The importance of re-evaluating habits

A few minutes ago I was writing a unit test when I suddenly experienced a feeling that is most easily described as “joy”. And in that flood of joy, I was reminded that it’s a really good idea to periodically re-evaluate the habits of your life.

The concept of “habits” often gets a bad rap due to its frequent association with the word “bad” and the inflexibility that habits imply. Both of those are, in my opinion, unfortunate associations. I’m a strong believer in the idea that, with a bit 1 of self-awareness and focused attention, your habits can be curated and groomed so that the good ones are encouraged to flourish and the bad ones can be gently weeded out. You can even consciously plant the seeds for new habits.

Back to unit tests. While I do have a deep appreciation of unit testing that perhaps even merits an “I ♥ Unit Tests” sticker, my happiness as it relates to testing is usually most profoundly felt when I’m doing one of two things:

  1. refactoring or otherwise modifying pre-existing code and the code is accompanied by solid test coverage
  2. I’m writing tricky code with lots of edge cases and I’ve written my tests first and it’s helping me to confidently nail the implementation

A few minutes ago, I was doing neither of these two things. Instead, I was writing some very simple code that, although different in its details from what I’ll show below was, more or less, exactly what you see below (I changed the specifics to avoid the distraction of domain details):

    @Test
    public void shouldThrowExceptionForNegativeAccelerations() throws Exception {
        assertThatExceptionOfType(IllegalArgumentException.class)
                .isThrownBy(() -> vehicle.accelerate(-1))
                .withMessage("Acceleration must be > 0");
    }

“So, wtf? Where’s the joy in that?”

The joy, for me, is in the sheer simplicity and readability of the code and the fact that, above all else, the intent2 of the code sings out clear as a bell. The joy, for me, is in writing code using an API that is well-thought out and discoverable via auto-complete. I didn’t have to stumble around with documentation or find the right matchers to quickly do what I wanted to do. And the joy, in this specific case, was being able to easily make an assertion around the exception type and the message.

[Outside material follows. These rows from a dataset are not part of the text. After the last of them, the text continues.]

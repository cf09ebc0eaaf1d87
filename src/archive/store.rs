use crate::archive::capture::Capture;
use crate::archive::http::ResponseHead;
use crate::archive::warc::{
    format_date, parse_urn, read_record, urn, write_record, WarcHeaders,
    PROFILE_IDENTICAL_PAYLOAD_DIGEST, PROFILE_SERVER_NOT_MODIFIED,
};
use crate::archive::ArchiveError;
use crate::config::{ArchiveConfig, CrawlerConfig};
use crate::crawler::NOT_MODIFIED;
use crate::storage::{RecordEntry, RecordType, SharedStorage, Storage};
use chrono::{DateTime, Utc};
use parking_lot::Mutex;
use std::fs::{File, OpenOptions};
use std::io::{self, BufReader, Read, Seek, SeekFrom};
use std::path::PathBuf;
use std::sync::atomic::{AtomicU32, Ordering};
use tracing::{debug, info, warn};
use uuid::Uuid;

const MAX_REVISIT_DEPTH: usize = 8;

static SERIAL: AtomicU32 = AtomicU32::new(0);

fn next_serial() -> u32 {
    SERIAL
        .fetch_update(Ordering::SeqCst, Ordering::SeqCst, |n| Some((n + 1) % 100_000))
        .unwrap_or_else(|current| current)
}

fn expand_filename(template: &str, now: DateTime<Utc>, serial: u32) -> String {
    template
        .replace("{TIMESTAMP}", &now.format("%Y%m%d%H%M%S").to_string())
        .replace("{SEQNO}", &format!("{:05}", serial))
}

/// Which duplicate captures are written as revisit records
#[derive(Debug, Clone, Copy)]
pub struct DedupeSettings {
    pub server: bool,
    pub digest: bool,
    pub min_length: u64,
}

impl From<&CrawlerConfig> for DedupeSettings {
    fn from(config: &CrawlerConfig) -> Self {
        Self {
            server: config.dedupe_server,
            digest: config.dedupe_digest,
            min_length: config.dedupe_min_length,
        }
    }
}

/// A response read back from the archive
#[derive(Debug, Clone)]
pub struct CapturedResponse {
    /// Id of the response record the payload came from
    pub record_id: Uuid,
    pub target_uri: String,
    pub date: DateTime<Utc>,
    pub status: u16,
    pub reason: String,
    pub headers: Vec<(String, String)>,
    pub payload: Vec<u8>,
}

impl CapturedResponse {
    pub fn header(&self, name: &str) -> Option<&str> {
        self.headers
            .iter()
            .find(|(key, _)| key.eq_ignore_ascii_case(name))
            .map(|(_, value)| value.as_str())
    }
}

struct WarcFile {
    id: Uuid,
    path: PathBuf,
    file: File,
    position: u64,
    /// Set when a partial record could not be removed; the file takes no more records
    damaged: bool,
}

impl WarcFile {
    /// Appends one record, returning its offset and length
    ///
    /// A record that fails halfway is cut off again, so the next record starts
    /// at the offset the index expects.
    fn append<R: Read>(
        &mut self,
        headers: &WarcHeaders,
        block: R,
        block_len: u64,
    ) -> io::Result<(u64, u64)> {
        let position = self.position;
        match write_record(&mut self.file, headers, block, block_len) {
            Ok(length) => {
                self.position += length;
                Ok((position, length))
            }
            Err(e) => {
                warn!("Discarding partial record in {}: {}", self.path.display(), e);
                let rollback = self
                    .file
                    .set_len(position)
                    .and_then(|_| self.file.seek(SeekFrom::Start(position)));
                if let Err(rollback) = rollback {
                    warn!("Retiring {}: {}", self.path.display(), rollback);
                    self.damaged = true;
                }
                Err(e)
            }
        }
    }
}

/// Append-only archive writer plus record index
pub struct CaptureStore {
    config: ArchiveConfig,
    dedupe: DedupeSettings,
    storage: SharedStorage,
    writer: Mutex<Option<WarcFile>>,
}

impl CaptureStore {
    pub fn new(config: ArchiveConfig, dedupe: DedupeSettings, storage: SharedStorage) -> Self {
        Self {
            config,
            dedupe,
            storage,
            writer: Mutex::new(None),
        }
    }

    fn rotate_if_needed(&self, slot: &mut Option<WarcFile>) -> Result<(), ArchiveError> {
        let max = self.config.warc_max_length_bytes;
        let full = match slot.as_ref() {
            Some(warc) => warc.damaged || (max > 0 && warc.position > max),
            None => true,
        };
        if !full {
            return Ok(());
        }

        if let Some(old) = slot.take() {
            old.file.sync_all()?;
            debug!("Closed archive file {}", old.path.display());
        }

        let path = PathBuf::from(expand_filename(
            &self.config.warc_filename,
            Utc::now(),
            next_serial(),
        ));
        if let Some(parent) = path.parent() {
            if !parent.as_os_str().is_empty() {
                std::fs::create_dir_all(parent)?;
            }
        }
        let file = OpenOptions::new().write(true).create_new(true).open(&path)?;

        let id = Uuid::now_v7();
        let created = Utc::now();
        let fields = format!(
            "software: tidemark/{}\r\nformat: WARC File Format 1.1\r\n",
            env!("CARGO_PKG_VERSION")
        );
        let filename = path
            .file_name()
            .map(|name| name.to_string_lossy().into_owned())
            .unwrap_or_default();
        let headers = WarcHeaders::new(RecordType::Warcinfo, id, created)
            .with("WARC-Filename", filename)
            .with("Content-Type", "application/warc-fields");

        let mut warc = WarcFile {
            id,
            path,
            file,
            position: 0,
            damaged: false,
        };
        warc.position = write_record(
            &mut warc.file,
            &headers,
            fields.as_bytes(),
            fields.len() as u64,
        )?;

        self.storage
            .lock()
            .insert_warc(id, &warc.path.to_string_lossy(), created)?;
        info!("Opened archive file {}", warc.path.display());
        *slot = Some(warc);
        Ok(())
    }

    fn index(&self, entry: &RecordEntry) -> Result<(), ArchiveError> {
        self.storage.lock().insert_record(entry)?;
        Ok(())
    }

    /// Picks the record a duplicate response should point back at
    fn revisit_target(
        &self,
        capture: &Capture,
        status: u16,
        digest: Option<&str>,
    ) -> Result<Option<(&'static str, Uuid, DateTime<Utc>)>, ArchiveError> {
        if self.dedupe.server && i32::from(status) == NOT_MODIFIED {
            if let Some((id, date)) = capture.validator_record {
                return Ok(Some((PROFILE_SERVER_NOT_MODIFIED, id, date)));
            }
        }

        if self.dedupe.digest && capture.payload_length >= self.dedupe.min_length {
            if let Some(digest) = digest {
                let duplicate = self
                    .storage
                    .lock()
                    .find_response_by_payload_digest(capture.location_id, digest)?;
                if let Some((id, date)) = duplicate {
                    return Ok(Some((PROFILE_IDENTICAL_PAYLOAD_DIGEST, id, date)));
                }
            }
        }

        Ok(None)
    }

    /// Writes the request record and the response or revisit record of a capture
    ///
    /// Nothing is written when no response was received.
    pub fn save(&self, capture: &mut Capture) -> Result<(), ArchiveError> {
        let (Some(request), Some(status)) = (capture.request.as_ref(), capture.status()) else {
            return Ok(());
        };

        let mut slot = self.writer.lock();
        self.rotate_if_needed(&mut slot)?;
        let Some(warc) = slot.as_mut() else {
            return Err(ArchiveError::Malformed("no archive file open".into()));
        };

        let target_uri = capture.url.to_string();
        let ip = capture.ip.map(|ip| ip.to_string());

        let request_id = Uuid::now_v7();
        let headers = WarcHeaders::new(RecordType::Request, request_id, capture.date)
            .with("WARC-Target-URI", target_uri.as_str())
            .with("WARC-Warcinfo-ID", urn(warc.id))
            .with_opt("WARC-IP-Address", ip.clone())
            .with("Content-Type", "application/http;msgtype=request");
        let (position, length) = warc.append(&headers, request.as_slice(), request.len() as u64)?;
        self.index(&RecordEntry {
            id: request_id,
            visit_id: Some(capture.visit_id),
            record_type: RecordType::Request,
            warc_id: warc.id,
            position,
            length,
            payload_digest: None,
        })?;

        let digest = capture.digest.as_ref().map(|digest| digest.label());
        let revisit = self.revisit_target(capture, status, digest.as_deref())?;

        // A not-modified response has no payload of its own to describe
        let digest = match revisit {
            Some((PROFILE_SERVER_NOT_MODIFIED, _, _)) => None,
            _ => digest,
        };

        let response_id = Uuid::now_v7();
        let record_type = if revisit.is_some() {
            RecordType::Revisit
        } else {
            RecordType::Response
        };
        let mut headers = WarcHeaders::new(record_type, response_id, capture.date)
            .with("WARC-Target-URI", target_uri.as_str())
            .with("WARC-Warcinfo-ID", urn(warc.id))
            .with("WARC-Concurrent-To", urn(request_id))
            .with_opt("WARC-IP-Address", ip)
            .with_opt("WARC-Payload-Digest", digest.clone())
            .with("Content-Type", "application/http;msgtype=response");
        if let Some((profile, refers_to, refers_date)) = revisit {
            headers = headers
                .with("WARC-Profile", profile)
                .with("WARC-Refers-To", urn(refers_to))
                .with("WARC-Refers-To-Target-URI", target_uri.as_str())
                .with("WARC-Refers-To-Date", format_date(refers_date));
        }

        // Revisits carry only the response head
        let block_len = if revisit.is_some() {
            capture.head_length()
        } else {
            capture.message_length()
        };
        let (position, length) = warc.append(&headers, capture.message_reader()?, block_len)?;
        self.index(&RecordEntry {
            id: response_id,
            visit_id: Some(capture.visit_id),
            record_type,
            warc_id: warc.id,
            position,
            length,
            payload_digest: digest,
        })?;
        drop(slot);

        capture.request_id = Some(request_id);
        capture.response_id = Some(response_id);
        capture.revisit_of = revisit.map(|(_, id, date)| (id, date));
        Ok(())
    }

    /// Writes a standalone resource record, such as a rendered screenshot
    pub fn write_resource(
        &self,
        visit_id: Option<Uuid>,
        target_uri: &str,
        date: DateTime<Utc>,
        content_type: &str,
        body: &[u8],
    ) -> Result<Uuid, ArchiveError> {
        let mut slot = self.writer.lock();
        self.rotate_if_needed(&mut slot)?;
        let Some(warc) = slot.as_mut() else {
            return Err(ArchiveError::Malformed("no archive file open".into()));
        };

        let id = Uuid::now_v7();
        let headers = WarcHeaders::new(RecordType::Resource, id, date)
            .with("WARC-Target-URI", target_uri)
            .with("WARC-Warcinfo-ID", urn(warc.id))
            .with("Content-Type", content_type);
        let (position, length) = warc.append(&headers, body, body.len() as u64)?;
        self.index(&RecordEntry {
            id,
            visit_id,
            record_type: RecordType::Resource,
            warc_id: warc.id,
            position,
            length,
            payload_digest: None,
        })?;
        Ok(id)
    }

    /// Reads the response stored under `record_id`, following revisit references
    pub fn read_response(&self, record_id: Uuid) -> Result<CapturedResponse, ArchiveError> {
        let mut id = record_id;
        for _ in 0..MAX_REVISIT_DEPTH {
            let location = self
                .storage
                .lock()
                .locate_record(id)?
                .ok_or(ArchiveError::UnknownRecord(id))?;

            let mut reader = BufReader::new(File::open(&location.path)?);
            reader.seek(SeekFrom::Start(location.position))?;
            let record = read_record(&mut reader)?;

            match record.headers.record_type() {
                Some(RecordType::Response) => return parse_response(id, record),
                Some(RecordType::Revisit) => {
                    id = record
                        .headers
                        .get("WARC-Refers-To")
                        .and_then(parse_urn)
                        .ok_or_else(|| {
                            ArchiveError::Malformed(format!("revisit {} has no WARC-Refers-To", id))
                        })?;
                }
                other => {
                    return Err(ArchiveError::NotAResponse {
                        id,
                        record_type: other
                            .map(|kind| kind.as_str().to_string())
                            .unwrap_or_else(|| "unknown".to_string()),
                    })
                }
            }
        }
        Err(ArchiveError::RevisitChainTooLong(record_id))
    }

    /// Flushes and closes the current archive file
    pub fn close(&self) -> Result<(), ArchiveError> {
        if let Some(warc) = self.writer.lock().take() {
            warc.file.sync_all()?;
            info!("Closed archive file {}", warc.path.display());
        }
        Ok(())
    }
}

fn parse_response(
    id: Uuid,
    record: crate::archive::warc::WarcRecord,
) -> Result<CapturedResponse, ArchiveError> {
    let (head, body_start) = ResponseHead::parse(&record.block)?;
    let payload = record.block[body_start..].to_vec();
    Ok(CapturedResponse {
        record_id: id,
        target_uri: record
            .headers
            .get("WARC-Target-URI")
            .unwrap_or_default()
            .to_string(),
        date: record.headers.date().unwrap_or_default(),
        status: head.status,
        reason: head.reason,
        headers: head.headers,
        payload,
    })
}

In short, the joy I was feeling was because I was using AssertJ for writing my assertions. The reminder to re-evaluate my habits was because, despite AssertJ being “old news”, it’s only within the last half-year that I finally stopped to look around and realized that my existing coding habits could be improved by switching to AssertJ. My experience with switching to AssertJ pretty much exactly mirrors the experience I had when, several years ago, I switched to using Mockito for mocks.

And so, of course, now I’m wondering what of my other coding habits need re-evaluating? Any suggestions based on your own experiences of changed habits that brought you more joy (coding or otherwise)?

Notes:

  1. Ok, sometimes a whole lot more than “a bit” 

  2. Right up there with “does what it’s supposed to do”, “clarity of intent” is one of the very top things I try to think about when I’m writing or reviewing code. In fact, without the clarity, it’s so much harder to even evaluate the code!